July 29, 2010 | Unregistered CommenterKatka
Women have been especially conditioned to ignore their instincts, yet we are incredibly intuitive.

We are also socialized to think of others (family, neighbors, friends, colleagues, the community at large, the company) first.

And while you cannot compare apples to oranges, you can certainly break a decision down by making a graded list.

So, I advise the following to anyone making a "big" decision:

1) Describe the actual problem/dilemma/challenge/choice very clearly so you know what you are dealing with.

2) Write down ALL your concerns that come to mind about this issue in a brainstorm. Don't "think", just write until you feel the momentum slowing down.

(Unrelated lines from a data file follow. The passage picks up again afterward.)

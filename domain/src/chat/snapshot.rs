//! Persisted shapes of the chat state.
//!
//! Two shapes exist on disk:
//!
//! - **current**: `{contacts, conversations, messagesByConversation}`
//! - **legacy**: `{contacts, chatHistory}` where `chatHistory` maps a contact
//!   id to `[{role, content}]`
//!
//! Both are read through tolerant normalization: malformed entries are
//! coerced to defaults, never rejected.

use super::contact::Contact;
use super::conversation::{Conversation, conversation_key};
use super::defaults::default_legacy_value;
use super::message::{Message, MessageStatus, Role};
use super::normalize;
use serde::{Deserialize, Serialize};
use serde_json::Value;
use std::collections::BTreeMap;

/// Spacing between synthesized timestamps of legacy messages.
const LEGACY_MESSAGE_SPACING_MS: i64 = 60_000;

/// Flat copy of everything `ChatState` owns (current shape).
#[derive(Debug, Clone, Default, PartialEq, Eq, Serialize, Deserialize)]
#[serde(rename_all = "camelCase")]
pub struct ChatSnapshot {
    pub contacts: Vec<Contact>,
    pub conversations: BTreeMap<String, Conversation>,
    pub messages_by_conversation: BTreeMap<String, Vec<Message>>,
}

/// Export view of one message in the legacy `chatHistory` shape.
#[derive(Debug, Clone, PartialEq, Eq, Serialize, Deserialize)]
pub struct LegacyMessage {
    pub role: Role,
    pub content: String,
}

/// Both summary maps present and truthy.
pub fn is_current_shape(value: &Value) -> bool {
    normalize::truthy(value.get("conversations"))
        && normalize::truthy(value.get("messagesByConversation"))
}

fn normalize_contacts(raw: Option<&Value>, now: i64) -> Vec<Contact> {
    match raw {
        Some(Value::Array(items)) => items
            .iter()
            .enumerate()
            .map(|(index, item)| Contact::from_value(item, index, now))
            .collect(),
        _ => default_contacts(now),
    }
}

fn default_contacts(now: i64) -> Vec<Contact> {
    normalize_contacts(default_legacy_value().get("contacts"), now)
}

impl ChatSnapshot {
    /// Built-in contacts with their opening lines.
    pub fn seed(now: i64) -> Self {
        Self::from_legacy_value(&default_legacy_value(), now)
    }

    /// Reads any stored payload, picking the shape by its fields. Non-object
    /// payloads seed the defaults.
    pub fn from_value(value: &Value, now: i64) -> Self {
        if !value.is_object() {
            return Self::seed(now);
        }
        if is_current_shape(value) {
            Self::from_current_value(value, now)
        } else {
            Self::from_legacy_value(value, now)
        }
    }

    /// Current shape: each contact's conversation and message list are read
    /// from the keyed maps; missing entries start empty.
    pub fn from_current_value(value: &Value, now: i64) -> Self {
        let contacts = normalize_contacts(value.get("contacts"), now);
        let stored_conversations = value.get("conversations");
        let stored_messages = value.get("messagesByConversation");

        let mut snapshot = Self {
            contacts,
            ..Self::default()
        };
        for contact in &snapshot.contacts {
            let key = conversation_key(contact.id);
            let conversation = Conversation::from_value(
                stored_conversations.and_then(|c| c.get(&key)),
                contact.id,
                now,
            );
            let messages = match stored_messages.and_then(|m| m.get(&key)) {
                Some(Value::Array(items)) => {
                    items.iter().map(|raw| Message::from_value(raw, now)).collect()
                }
                _ => Vec::new(),
            };
            snapshot.conversations.insert(key.clone(), conversation);
            snapshot.messages_by_conversation.insert(key, messages);
        }
        snapshot
    }

    /// Legacy shape: a conversation is synthesized per contact and history
    /// entries become `sent` messages stamped a minute apart, ending one
    /// minute before `now`, so their order survives.
    pub fn from_legacy_value(value: &Value, now: i64) -> Self {
        let contacts = normalize_contacts(value.get("contacts"), now);
        let history = value.get("chatHistory");

        let mut snapshot = Self {
            contacts,
            ..Self::default()
        };
        for contact in &snapshot.contacts {
            let key = conversation_key(contact.id);
            let entries = match history.and_then(|h| h.get(&key)) {
                Some(Value::Array(items)) => items.as_slice(),
                _ => &[],
            };
            let total = entries.len() as i64;
            let messages: Vec<Message> = entries
                .iter()
                .enumerate()
                .map(|(index, raw)| {
                    let mut message = Message::from_value(raw, now);
                    message.created_at = now - (total - index as i64) * LEGACY_MESSAGE_SPACING_MS;
                    message.status = MessageStatus::Sent;
                    message
                })
                .collect();

            let mut conversation = Conversation::new(contact.id, now);
            conversation.last_message = contact.last_message.clone();
            conversation.last_message_at = messages.last().map_or(now, |m| m.created_at);
            conversation.updated_at = conversation.last_message_at;

            snapshot.conversations.insert(key.clone(), conversation);
            snapshot.messages_by_conversation.insert(key, messages);
        }
        snapshot
    }
}
//! Infrastructure layer for schatphone
//!
//! This crate contains adapters that implement the ports defined
//! in the application layer, including configuration file loading.

pub mod config;
pub mod providers;
pub mod storage;

// Re-export commonly used types
pub use config::{
    ConfigLoader, ConfigValidationError, FileApiConfig, FileConfig, FileGenerationConfig,
    FileLogConfig, FileStorageConfig,
};
pub use providers::{GeminiProvider, OpenAiCompatibleProvider};
pub use storage::JsonFileStore;
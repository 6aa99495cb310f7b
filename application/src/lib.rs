//! Application layer for schatphone
//!
//! This crate contains use cases, port definitions, persistence policy and
//! application configuration. It depends only on the domain layer.

pub mod chat_store;
pub mod config;
pub mod persistence;
pub mod ports;
pub mod use_cases;

// Re-export commonly used types
pub use chat_store::{CHAT_STORAGE_KEY, CHAT_STORAGE_VERSION, ChatStore};
pub use config::GatewayParams;
pub use persistence::PersistedState;
pub use ports::{
    chat_provider::{ChatProvider, CompletionRequest},
    state_store::{InMemoryStateStore, StateStore, StoreError},
};
pub use use_cases::ai_gateway::{AiGateway, ModelList};
pub use use_cases::run_turn::{RunTurnError, RunTurnUseCase, TurnOutcome};
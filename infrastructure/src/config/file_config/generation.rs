//! Generation configuration from TOML (`[generation]` section)

use schatphone_application::GatewayParams;
use serde::{Deserialize, Serialize};
use std::time::Duration;

#[derive(Debug, Clone, PartialEq, Serialize, Deserialize)]
#[serde(default)]
pub struct FileGenerationConfig {
    /// Sampling temperature (0.0 to 2.0)
    pub temperature: f32,
    /// Output cap for Gemini requests
    pub max_output_tokens: u32,
    /// Deadline for listing models
    pub model_list_timeout_seconds: u64,
}

impl Default for FileGenerationConfig {
    fn default() -> Self {
        let params = GatewayParams::default();
        Self {
            temperature: params.temperature,
            max_output_tokens: params.max_output_tokens,
            model_list_timeout_seconds: params.model_list_timeout.as_secs(),
        }
    }
}

impl FileGenerationConfig {
    pub fn to_gateway_params(&self) -> GatewayParams {
        GatewayParams::default()
            .with_temperature(self.temperature)
            .with_max_output_tokens(self.max_output_tokens)
            .with_model_list_timeout(Duration::from_secs(self.model_list_timeout_seconds))
    }
}
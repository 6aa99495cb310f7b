//! Provider adapters implementing [`ChatProvider`](schatphone_application::ChatProvider)
//!
//! One adapter per protocol family; the gateway selects between them from
//! the configured URL.

pub mod gemini;
mod http_error;
pub mod openai;

#[cfg(test)]
mod test_support;

pub use gemini::GeminiProvider;
pub use openai::OpenAiCompatibleProvider;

3) Sit calmly and talk to yourself about the situation for a few minutes. Pay attention to what you are focusing on most about it.

4) Write an extensive list of pros/cons about your choices in the matter, taking cues from the previous exercises. For example, if you are deciding to move because of a job, compare the new place to your current one (home/town/etc.) as well as the new job vs. your current one. If it's applicable, use your senses (sight, touch, taste, smell, sound, etc.)

5) Go back and attach a "grade" of 0-10 to each factor in the list. In other words, is it very important for you to stay near your extended family? Then it's a 10. Would the new commute be easier? Maybe that's an 8.

6) Circle items that seem non-negotiable, like giving up your dream home.

7) Step away from the list and meditate for a few minutes. Clear your head.

8) Now, look back at the list and note which items actually have to do with your concern for others or other's expectations.

9) Condense the list down to those things that really matter to you the most. Is a new career challenge exciting for you - a 10? Is showing your kids that life is about adventure, not predictability very important to you - a 9?

10) Finally, re-read everything then call your best friend or closest confidante. Ask them to ask you the following questions:

a) If you had nothing holding you back, what would you do in this situation?

b) What is your greatest fear about choosing one way or the other?

c) What is your gut telling you?
July 29, 2010 | Unregistered Commenterwietog
Thank you for that video. Speaking of being old, the one with The Fresh Prince of Bel Air is stupendous.

I make decisions by worrying about them until I've procrastinated and the decision gets made for me, or by boring my husband to death with the details until I've decided on my own.